----- PROVIDED ENTRIES -----

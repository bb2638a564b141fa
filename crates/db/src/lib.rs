use std::{str::FromStr, time::Duration};

use sqlx::{
    Pool, Sqlite, Transaction,
    sqlite::{SqliteConnectOptions, SqliteJournalMode, SqlitePoolOptions},
};
use tracing::info;

pub mod models;

#[cfg(any(test, feature = "test-support"))]
pub mod fixtures;

#[derive(Clone)]
pub struct DBService {
    pub pool: Pool<Sqlite>,
}

impl DBService {
    /// Open (creating if missing) the database at `database_url` and apply pending migrations.
    pub async fn new(database_url: &str) -> Result<DBService, sqlx::Error> {
        let options = SqliteConnectOptions::from_str(database_url)?
            .create_if_missing(true)
            .journal_mode(SqliteJournalMode::Wal)
            .foreign_keys(true)
            .busy_timeout(Duration::from_secs(5));

        let pool = SqlitePoolOptions::new()
            .max_connections(8)
            .connect_with(options)
            .await?;

        Self::migrate(&pool).await?;
        info!(database_url, "Database ready");

        Ok(DBService { pool })
    }

    /// Single-connection in-memory database with the schema applied. The
    /// connection never idles out, so the data lives as long as the pool.
    pub async fn new_in_memory() -> Result<DBService, sqlx::Error> {
        let options = SqliteConnectOptions::from_str("sqlite::memory:")?.foreign_keys(true);

        let pool = SqlitePoolOptions::new()
            .max_connections(1)
            .min_connections(1)
            .idle_timeout(None)
            .max_lifetime(None)
            .connect_with(options)
            .await?;

        Self::migrate(&pool).await?;

        Ok(DBService { pool })
    }

    /// Starts a transaction that takes the write lock up front. A deferred
    /// transaction that reads before writing fails with SQLITE_BUSY when
    /// another writer got there first.
    pub async fn begin_write(&self) -> Result<Transaction<'static, Sqlite>, sqlx::Error> {
        self.pool.begin_with("BEGIN IMMEDIATE").await
    }

    async fn migrate(pool: &Pool<Sqlite>) -> Result<(), sqlx::Error> {
        sqlx::migrate!("./migrations").run(pool).await?;
        Ok(())
    }
}
//! Service for expiring called customers who never showed up at the chair.

use std::time::Duration;

use chrono::{DateTime, Utc};
use db::{
    DBService,
    models::queue_entry::{QueueEntry, QueueEntryStatus},
};
use thiserror::Error;
use tokio::time::interval;
use tracing::{debug, error, info};

#[derive(Debug, Error)]
pub enum EntryTimeoutError {
    #[error("database error: {0}")]
    Database(#[from] sqlx::Error),
}

/// Background service that moves stale `called` entries to `timeout`
pub struct EntryTimeoutService {
    db: DBService,
    poll_interval: Duration,
}

impl EntryTimeoutService {
    pub fn new(db: DBService, poll_interval: Duration) -> Self {
        Self { db, poll_interval }
    }

    /// Spawn the background entry timeout service
    pub async fn spawn(db: DBService, poll_interval: Duration) -> tokio::task::JoinHandle<()> {
        let service = Self::new(db, poll_interval);
        tokio::spawn(async move {
            service.start().await;
        })
    }

    async fn start(&self) {
        info!(
            "Starting entry timeout service with interval {:?}",
            self.poll_interval
        );

        let mut interval = interval(self.poll_interval);

        loop {
            interval.tick().await;
            if let Err(e) = self.expire_called_entries(Utc::now()).await {
                error!("Error expiring called queue entries: {}", e);
            }
        }
    }

    /// Times out every called entry whose shop timeout has elapsed at `now`.
    /// Returns how many entries were expired.
    pub async fn expire_called_entries(&self, now: DateTime<Utc>) -> Result<usize, EntryTimeoutError> {
        let expired = QueueEntry::find_expired_calls(&self.db.pool, now).await?;
        if expired.is_empty() {
            debug!("Entry timeout: no expired calls");
            return Ok(0);
        }

        let mut count = 0;
        for call in expired {
            // Skipped when a barber started the service in the meantime
            let Some(entry) = QueueEntry::transition(
                &self.db.pool,
                call.id,
                QueueEntryStatus::Called,
                QueueEntryStatus::Timeout,
            )
            .await?
            else {
                continue;
            };

            info!(
                entry_id = %entry.id,
                queue_id = %call.queue_id,
                barbershop_id = %call.barbershop_id,
                timeout_minutes = call.timeout_minutes,
                called_at = %call.called_at,
                "Entry timeout: called customer did not show up, expiring"
            );
            count += 1;
        }

        Ok(count)
    }
}

#[cfg(test)]
mod tests {
    use db::{
        fixtures,
        models::queue::{Queue, QueueType},
    };
    use uuid::Uuid;

    use super::*;

    async fn waiting_entry(db: &DBService, queue: &Queue, position: i32) -> QueueEntry {
        let data = db::models::queue_entry::NewQueueEntry {
            queue_id: queue.id,
            user_id: None,
            position,
            estimated_time: position * 15,
            selected_barber_id: None,
            selected_service_id: None,
            customer_name: Some("Guest".to_string()),
            customer_phone: Some(format!("555-000{position}")),
            is_guest: true,
            parent_phone: None,
        };
        QueueEntry::create(&db.pool, &data, Uuid::new_v4()).await.unwrap()
    }

    #[tokio::test]
    async fn expires_only_calls_older_than_shop_timeout() {
        let db = DBService::new_in_memory().await.unwrap();
        let shop = fixtures::barbershop(&db.pool, "Main Street").await;
        let queue = fixtures::queue(&db.pool, shop.id, QueueType::General).await;
        let service = EntryTimeoutService::new(db.clone(), Duration::from_secs(10));

        let called = waiting_entry(&db, &queue, 1).await;
        let called = QueueEntry::transition(
            &db.pool,
            called.id,
            QueueEntryStatus::Waiting,
            QueueEntryStatus::Called,
        )
        .await
        .unwrap()
        .unwrap();
        let waiting = waiting_entry(&db, &queue, 2).await;
        let called_at = called.called_at.unwrap();

        let early = called_at + chrono::Duration::minutes(9);
        assert_eq!(service.expire_called_entries(early).await.unwrap(), 0);

        let late = called_at + chrono::Duration::minutes(11);
        assert_eq!(service.expire_called_entries(late).await.unwrap(), 1);

        let expired = QueueEntry::find_by_id(&db.pool, called.id).await.unwrap().unwrap();
        assert_eq!(expired.status, QueueEntryStatus::Timeout);
        assert!(expired.timeout_at.is_some());

        let untouched = QueueEntry::find_by_id(&db.pool, waiting.id).await.unwrap().unwrap();
        assert_eq!(untouched.status, QueueEntryStatus::Waiting);

        // Nothing left to expire
        assert_eq!(service.expire_called_entries(late).await.unwrap(), 0);
    }

    #[tokio::test]
    async fn entries_already_in_service_are_left_alone() {
        let db = DBService::new_in_memory().await.unwrap();
        let shop = fixtures::barbershop(&db.pool, "Main Street").await;
        let queue = fixtures::queue(&db.pool, shop.id, QueueType::General).await;
        let service = EntryTimeoutService::new(db.clone(), Duration::from_secs(10));

        let entry = waiting_entry(&db, &queue, 1).await;
        let called = QueueEntry::transition(
            &db.pool,
            entry.id,
            QueueEntryStatus::Waiting,
            QueueEntryStatus::Called,
        )
        .await
        .unwrap()
        .unwrap();
        QueueEntry::transition(
            &db.pool,
            entry.id,
            QueueEntryStatus::Called,
            QueueEntryStatus::InService,
        )
        .await
        .unwrap()
        .unwrap();

        let late = called.called_at.unwrap() + chrono::Duration::hours(1);
        assert_eq!(service.expire_called_entries(late).await.unwrap(), 0);
        let entry = QueueEntry::find_by_id(&db.pool, entry.id).await.unwrap().unwrap();
        assert_eq!(entry.status, QueueEntryStatus::InService);
    }
}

-----

TASK:
Transcribe the full listing exactly, leaving out no line.

ANSWER TO THE EXERCISE:
repository bb2638a564b141fa
filename crates/db/src/lib.rs
use std::{str::FromStr, time::Duration};

use sqlx::{
    Pool, Sqlite, Transaction,
    sqlite::{SqliteConnectOptions, SqliteJournalMode, SqlitePoolOptions},
};
use tracing::info;

pub mod models;

#[cfg(any(test, feature = "test-support"))]
pub mod fixtures;

#[derive(Clone)]
pub struct DBService {
    pub pool: Pool<Sqlite>,
}

impl DBService {
    /// Open (creating if missing) the database at `database_url` and apply pending migrations.
    pub async fn new(database_url: &str) -> Result<DBService, sqlx::Error> {
        let options = SqliteConnectOptions::from_str(database_url)?
            .create_if_missing(true)
            .journal_mode(SqliteJournalMode::Wal)
            .foreign_keys(true)
            .busy_timeout(Duration::from_secs(5));

        let pool = SqlitePoolOptions::new()
            .max_connections(8)
            .connect_with(options)
            .await?;

        Self::migrate(&pool).await?;
        info!(database_url, "Database ready");

        Ok(DBService { pool })
    }

    /// Single-connection in-memory database with the schema applied. The
    /// connection never idles out, so the data lives as long as the pool.
    pub async fn new_in_memory() -> Result<DBService, sqlx::Error> {
        let options = SqliteConnectOptions::from_str("sqlite::memory:")?.foreign_keys(true);

        let pool = SqlitePoolOptions::new()
            .max_connections(1)
            .min_connections(1)
            .idle_timeout(None)
            .max_lifetime(None)
            .connect_with(options)
            .await?;

        Self::migrate(&pool).await?;

        Ok(DBService { pool })
    }

    /// Starts a transaction that takes the write lock up front. A deferred
    /// transaction that reads before writing fails with SQLITE_BUSY when
    /// another writer got there first.
    pub async fn begin_write(&self) -> Result<Transaction<'static, Sqlite>, sqlx::Error> {
        self.pool.begin_with("BEGIN IMMEDIATE").await
    }

    async fn migrate(pool: &Pool<Sqlite>) -> Result<(), sqlx::Error> {
        sqlx::migrate!("./migrations").run(pool).await?;
        Ok(())
    }
}
//! Service for expiring called customers who never showed up at the chair.

use std::time::Duration;

use chrono::{DateTime, Utc};
use db::{
    DBService,
    models::queue_entry::{QueueEntry, QueueEntryStatus},
};
use thiserror::Error;
use tokio::time::interval;
use tracing::{debug, error, info};

#[derive(Debug, Error)]
pub enum EntryTimeoutError {
    #[error("database error: {0}")]
    Database(#[from] sqlx::Error),
}

/// Background service that moves stale `called` entries to `timeout`
pub struct EntryTimeoutService {
    db: DBService,
    poll_interval: Duration,
}

impl EntryTimeoutService {
    pub fn new(db: DBService, poll_interval: Duration) -> Self {
        Self { db, poll_interval }
    }

    /// Spawn the background entry timeout service
    pub async fn spawn(db: DBService, poll_interval: Duration) -> tokio::task::JoinHandle<()> {
        let service = Self::new(db, poll_interval);
        tokio::spawn(async move {
            service.start().await;
        })
    }

    async fn start(&self) {
        info!(
            "Starting entry timeout service with interval {:?}",
            self.poll_interval
        );

        let mut interval = interval(self.poll_interval);

        loop {
            interval.tick().await;
            if let Err(e) = self.expire_called_entries(Utc::now()).await {
                error!("Error expiring called queue entries: {}", e);
            }
        }
    }

    /// Times out every called entry whose shop timeout has elapsed at `now`.
    /// Returns how many entries were expired.
    pub async fn expire_called_entries(&self, now: DateTime<Utc>) -> Result<usize, EntryTimeoutError> {
        let expired = QueueEntry::find_expired_calls(&self.db.pool, now).await?;
        if expired.is_empty() {
            debug!("Entry timeout: no expired calls");
            return Ok(0);
        }

        let mut count = 0;
        for call in expired {
            // Skipped when a barber started the service in the meantime
            let Some(entry) = QueueEntry::transition(
                &self.db.pool,
                call.id,
                QueueEntryStatus::Called,
                QueueEntryStatus::Timeout,
            )
            .await?
            else {
                continue;
            };

            info!(
                entry_id = %entry.id,
                queue_id = %call.queue_id,
                barbershop_id = %call.barbershop_id,
                timeout_minutes = call.timeout_minutes,
                called_at = %call.called_at,
                "Entry timeout: called customer did not show up, expiring"
            );
            count += 1;
        }

        Ok(count)
    }
}

#[cfg(test)]
mod tests {
    use db::{
        fixtures,
        models::queue::{Queue, QueueType},
    };
    use uuid::Uuid;

    use super::*;

    async fn waiting_entry(db: &DBService, queue: &Queue, position: i32) -> QueueEntry {
        let data = db::models::queue_entry::NewQueueEntry {
            queue_id: queue.id,
            user_id: None,
            position,
            estimated_time: position * 15,
            selected_barber_id: None,
            selected_service_id: None,
            customer_name: Some("Guest".to_string()),
            customer_phone: Some(format!("555-000{position}")),
            is_guest: true,
            parent_phone: None,
        };
        QueueEntry::create(&db.pool, &data, Uuid::new_v4()).await.unwrap()
    }

    #[tokio::test]
    async fn expires_only_calls_older_than_shop_timeout() {
        let db = DBService::new_in_memory().await.unwrap();
        let shop = fixtures::barbershop(&db.pool, "Main Street").await;
        let queue = fixtures::queue(&db.pool, shop.id, QueueType::General).await;
        let service = EntryTimeoutService::new(db.clone(), Duration::from_secs(10));

        let called = waiting_entry(&db, &queue, 1).await;
        let called = QueueEntry::transition(
            &db.pool,
            called.id,
            QueueEntryStatus::Waiting,
            QueueEntryStatus::Called,
        )
        .await
        .unwrap()
        .unwrap();
        let waiting = waiting_entry(&db, &queue, 2).await;
        let called_at = called.called_at.unwrap();

        let early = called_at + chrono::Duration::minutes(9);
        assert_eq!(service.expire_called_entries(early).await.unwrap(), 0);

        let late = called_at + chrono::Duration::minutes(11);
        assert_eq!(service.expire_called_entries(late).await.unwrap(), 1);

        let expired = QueueEntry::find_by_id(&db.pool, called.id).await.unwrap().unwrap();
        assert_eq!(expired.status, QueueEntryStatus::Timeout);
        assert!(expired.timeout_at.is_some());

        let untouched = QueueEntry::find_by_id(&db.pool, waiting.id).await.unwrap().unwrap();
        assert_eq!(untouched.status, QueueEntryStatus::Waiting);

        // Nothing left to expire
        assert_eq!(service.expire_called_entries(late).await.unwrap(), 0);
    }

    #[tokio::test]
    async fn entries_already_in_service_are_left_alone() {
        let db = DBService::new_in_memory().await.unwrap();
        let shop = fixtures::barbershop(&db.pool, "Main Street").await;
        let queue = fixtures::queue(&db.pool, shop.id, QueueType::General).await;
        let service = EntryTimeoutService::new(db.clone(), Duration::from_secs(10));

        let entry = waiting_entry(&db, &queue, 1).await;
        let called = QueueEntry::transition(
            &db.pool,
            entry.id,
            QueueEntryStatus::Waiting,
            QueueEntryStatus::Called,
        )
        .await
        .unwrap()
        .unwrap();
        QueueEntry::transition(
            &db.pool,
            entry.id,
            QueueEntryStatus::Called,
            QueueEntryStatus::InService,
        )
        .await
        .unwrap()
        .unwrap();

        let late = called.called_at.unwrap() + chrono::Duration::hours(1);
        assert_eq!(service.expire_called_entries(late).await.unwrap(), 0);
        let entry = QueueEntry::find_by_id(&db.pool, entry.id).await.unwrap().unwrap();
        assert_eq!(entry.status, QueueEntryStatus::InService);
    }
}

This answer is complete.